DATA IN THIS EXERCISE: Begin
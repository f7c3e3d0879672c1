//! Sync command, plus the library opening shared by every command.

use anyhow::{Context, Result};

use crate::asset::AssetCategory;
use crate::config::AppConfig;
use crate::library::{AssetLibrary, LoadOutcome};
use crate::registry::ReconcileReport;
use crate::utils::plural::plural_count;
use crate::{debug, log, logger};

/// Open the library for `config`, reporting how the registry was obtained.
///
/// Opening always reconciles with disk and rewrites the registry file.
pub fn open_library(config: &AppConfig) -> Result<AssetLibrary> {
    let layout = config.layout();
    let (library, outcome) = AssetLibrary::open(layout)
        .with_context(|| format!("Failed to open registry '{}'", config.assets.registry.display()))?;

    match &outcome {
        LoadOutcome::Fresh => {
            log!(
                "sync";
                "created registry with {} at {}",
                plural_count(library.registry().len(), "asset"),
                library.registry_path().display()
            );
        }
        LoadOutcome::Loaded(report) => report_changes(report),
        LoadOutcome::Recovered { backup, reason } => {
            logger::notice(
                "registry could not be read and was rebuilt; all assets are enabled again",
                &format!(
                    "reason: {reason}\nprevious file kept at {}\nreview your choices with `cardassets list`",
                    backup.display()
                ),
            );
        }
    }

    Ok(library)
}

/// Log what a reconciliation changed.
fn report_changes(report: &ReconcileReport) {
    if report.is_empty() {
        debug!("sync"; "registry is up to date");
        return;
    }

    for (category, path) in &report.added {
        debug!("sync"; "+ {}/{}", category, path);
    }
    for (category, path) in &report.removed {
        debug!("sync"; "- {}/{}", category, path);
    }

    log!(
        "sync";
        "{} added, {} removed",
        plural_count(report.added.len(), "asset"),
        plural_count(report.removed.len(), "asset")
    );
}

/// Run the sync command
pub fn run_sync(config: &AppConfig) -> Result<()> {
    let library = open_library(config)?;

    let summary: Vec<String> = AssetCategory::ALL
        .iter()
        .map(|&category| {
            let total = library.entries(category).len();
            let enabled = library.enabled(category).count();
            format!("{category} {enabled}/{total} enabled")
        })
        .collect();

    log!("sync"; "{}", summary.join(", "));
    Ok(())
}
DATA IN THIS EXERCISE: End
EXERCISE DETAILS:
Report each line in the data that holds the word "command".

EXERCISE OUTPUT:
//! Sync command, plus the library opening shared by every command.
/// Run the sync command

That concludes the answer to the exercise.